Cutting-Edge Total-Body Scanner Poised to Unlock Profound Insights into Diseases
The Total-Body Positron Emission Tomography (PET) facility, due to be operational in 2024, will capture images of patients’ entire bodies quicker, in more detail and use less radiation than existing scanners.
In combination with data from the other new scanner in London, the Scotland scanner forms part of a new National PET Imaging Platform (NPIP) which experts believe will accelerate the development of new drugs and diagnostics.
Unlocking treatments
The platform, a partnership between Medicines Discovery Catapult (MDC), the Medical Research Council (MRC) and Innovate UK, aims to advance healthcare research and clinical trials, and unlock new treatments for complex diseases like cancer as well as cardiovascular and neurological diseases.
The NPIP Scotland Total-Body PET facility will allow academics to connect to the new platform to share data and collaborate on research.
Collaborative approach
The scanners are part of a £32 million investment into the ground-breaking technology by the UK Government, through the UK Research and Innovation (UKRI) Infrastructure Fund.
The facility, based at the Royal Infirmary in Edinburgh, will be jointly managed by the Universities of Edinburgh and Glasgow.
NPIP’s Total-Body PET scanners have higher sensitivity than current technology and will reveal new insights into biology and disease.
The Scotland Total-Body PET facility will bring together academics, industry and clinicians to create an integrated and accessible national PET facility for the benefit of patients across Scotland and the north of England. The Total-Body PET scanner will allow us to examine patients in ways that haven’t been possible before, propelling medical innovation and discovery, and ultimately improving the detection, diagnosis and treatment of complex diseases, including cancer.
PET scanning is a non-invasive imaging technique that can detect diseases’ early onset.

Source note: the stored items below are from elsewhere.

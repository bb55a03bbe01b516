use std::{
    env, fs, io,
    path::{Path, PathBuf},
    time::Duration,
};

use serde::Deserialize;
use thiserror::Error;

use mockfetch_source::FetchConfig;
use mockfetch_source::retry::{RetryConfig, effective_jitter};

const CONFIG_ENV: &str = "MOCKFETCH_CONFIG";
const DEFAULT_CONFIG_FILE: &str = "mockfetch.toml";

#[derive(Debug, Default, Deserialize)]
pub struct DemoConfig {
    #[serde(default)]
    pub fetch: FetchConfig,
    pub retry: Option<RetrySection>,
}

/// `[retry]` table. Absent keys keep the built-in policy.
#[derive(Debug, Default, Deserialize)]
pub struct RetrySection {
    pub max_retries: Option<u32>,
    pub initial_delay_ms: Option<u64>,
    pub max_delay_ms: Option<u64>,
    pub jitter_factor: Option<f64>,
    pub attempt_timeout_ms: Option<u64>,
}

impl RetrySection {
    pub fn to_retry_config(&self) -> RetryConfig {
        let defaults = RetryConfig::default();
        RetryConfig {
            max_retries: self.max_retries.unwrap_or(defaults.max_retries),
            initial_delay: self
                .initial_delay_ms
                .map_or(defaults.initial_delay, Duration::from_millis),
            max_delay: self
                .max_delay_ms
                .map_or(defaults.max_delay, Duration::from_millis),
            jitter_factor: self
                .jitter_factor
                .map_or(defaults.jitter_factor, effective_jitter),
            attempt_timeout: self.attempt_timeout_ms.map(Duration::from_millis),
        }
    }
}

#[derive(Debug, Error)]
pub enum ConfigError {
    #[error("failed to read config at {}: {source}", path.display())]
    Read {
        path: PathBuf,
        source: io::Error,
    },
    #[error("failed to parse config at {}: {source}", path.display())]
    Parse {
        path: PathBuf,
        source: toml::de::Error,
    },
}

impl ConfigError {
    pub fn path(&self) -> &PathBuf {
        match self {
            ConfigError::Read { path, .. } | ConfigError::Parse { path, .. } => path,
        }
    }
}

impl DemoConfig {
    pub fn load() -> Result<Option<Self>, ConfigError> {
        Self::load_from(&Self::path())
    }

    pub fn load_from(path: &Path) -> Result<Option<Self>, ConfigError> {
        if !path.exists() {
            return Ok(None);
        }

        let content = match fs::read_to_string(path) {
            Ok(content) => content,
            Err(err) => {
                tracing::warn!("Failed to read config at {:?}: {}", path, err);
                return Err(ConfigError::Read {
                    path: path.to_path_buf(),
                    source: err,
                });
            }
        };

        match toml::from_str(&content) {
            Ok(config) => Ok(Some(config)),
            Err(err) => {
                tracing::warn!("Failed to parse config at {:?}: {}", path, err);
                Err(ConfigError::Parse {
                    path: path.to_path_buf(),
                    source: err,
                })
            }
        }
    }

    /// `$MOCKFETCH_CONFIG`, or `mockfetch.toml` in the working directory.
    #[must_use]
    pub fn path() -> PathBuf {
        env::var_os(CONFIG_ENV)
            .filter(|value| !value.is_empty())
            .map_or_else(|| PathBuf::from(DEFAULT_CONFIG_FILE), PathBuf::from)
    }

    pub fn retry_config(&self) -> RetryConfig {
        self.retry
            .as_ref()
            .map(RetrySection::to_retry_config)
            .unwrap_or_default()
    }
}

Current PET technology leaves large sections of the human body out of the field of view, requiring the patient to be repositioned multiple times to achieve a full-body view.
Supplied by Siemens Healthineers, the two Total-Body PET scanners will capture superior images of a patient’s entire body in near real-time.
Higher volume
The new scanners are also faster, exposing patients to much lower doses of radiation, meaning more patients – including children – can participate in clinical trials to improve understanding of diseases.
The speed of Total-Body PET scanners mean that NPIP will be able to facilitate more patient scans, enhancing the scale and impact of clinical research projects.
This richer picture of human health will help researchers to develop new diagnostics, improve the quality and speed of drug discovery, and bring them to market quicker to benefit patients.
NPIP’s network of infrastructure and intelligence will provide a complete picture of patients and how they respond to new drugs and treatments.
Uniquely, it will also connect insights from many research programmes and trials. In doing so, it will begin to build a rich bank of data that the PET community can access for the benefit of patients.
Total-Body PET scanners are a quantum leap forward in the technology of body scanning, and we are proud that a partnership between the University of Edinburgh and the University of Glasgow will jointly manage one of the first of these cutting-edge scanners in the UK. The Scotland Total-Body PET scanner will be a catalyst for innovative new research and cross-sector collaboration, ultimately benefitting patients by improving our understanding of complex diseases.
PET scanning is nothing short of transformational for patients who need it the most. Total-Body PET scanners can detect serious diseases with unprecedented speed and accuracy. NPIP will allow the kind of collaboration in imaging research the likes of which the UK has never seen before. It means that, collectively, we can power forward drug discovery with renewed confidence and drive world-leading capabilities in detection, diagnosis, and treatment.